Note: click on any image to enlarge.
Last week our Throwback blog was about the Flu Pandemic of 1918. It had the potential to greatly affect the coal industry: longwall mining meant the workers would be in close quarters with very poor ventilation for hours at a time.
For this week’s post, we found a 1922 map of a local coal mine that shows how a typical mine was structured:
Map and detail: The East End Coal Company’s Mine Number 7 at Kimberly, Ohio, near Nelsonville.
There were several mines in this part of the county that relied on coal seam #6, including Happy Hollow and Doanville. However, according to the above map, this site was tapping into vein #7. In his 1986 thesis project, Eugene Palka, explains that the Kimberly site developed around 2 drift mines (horizontal mining into the sides of hills) and was operated by the Sunday Creek Company (p. 38).
The bottom of our map identifies the mine’s owners as C. Robbins and J. B. Davis.

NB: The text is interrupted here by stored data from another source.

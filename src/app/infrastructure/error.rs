use thiserror::Error;

#[derive(Error, Debug)]
pub enum AppError {
    #[error("IO error: {0}")]
    Io(#[from] std::io::Error),

    #[error("JSON error: {0}")]
    Json(#[from] serde_json::Error),

    #[error("Config parse error: {0}")]
    Toml(#[from] toml::de::Error),

    #[error("HTTP error: {0}")]
    Http(#[from] minreq::Error),

    #[error("Image error: {0}")]
    Image(#[from] image::ImageError),

    #[error("URL error: {0}")]
    Url(#[from] url::ParseError),

    #[error("Place not found: {0}")]
    NotFound(String),

    #[error("At least 2 destinations are required, got {0}")]
    NotEnoughDestinations(usize),

    #[error("Render error: {0}")]
    Render(String),

    #[error("Font error: {0}")]
    Font(String),

    #[error("Map error: {0}")]
    Map(String),

    #[error("Payment error: {0}")]
    Payment(String),

    #[error("Config error: {0}")]
    Config(String),
}

/// Convenience type alias for Results with AppError
pub type Result<T> = std::result::Result<T, AppError>;
pub mod dialogs;
pub mod main_window;
pub mod map_view;
pub mod menu;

Robbins, of course, is a familiar name to the area. This may have been Charles Robbins, a Nelsonville merchant who died in 1919, a few years before this map was made. We found the obituary for Joe B. Davis from June 22, 1928:
In his thesis, Palka included two photos of Kimberly mines:
As a side note, in the 1930’s the community of Kimberly hosted a WPA library collection that was later incorporated into the newly-formed Public Library of Nelsonville and Athens County. Today, Kimberly is mostly known as the location of apartment complexes and home of Tri-County Career Center.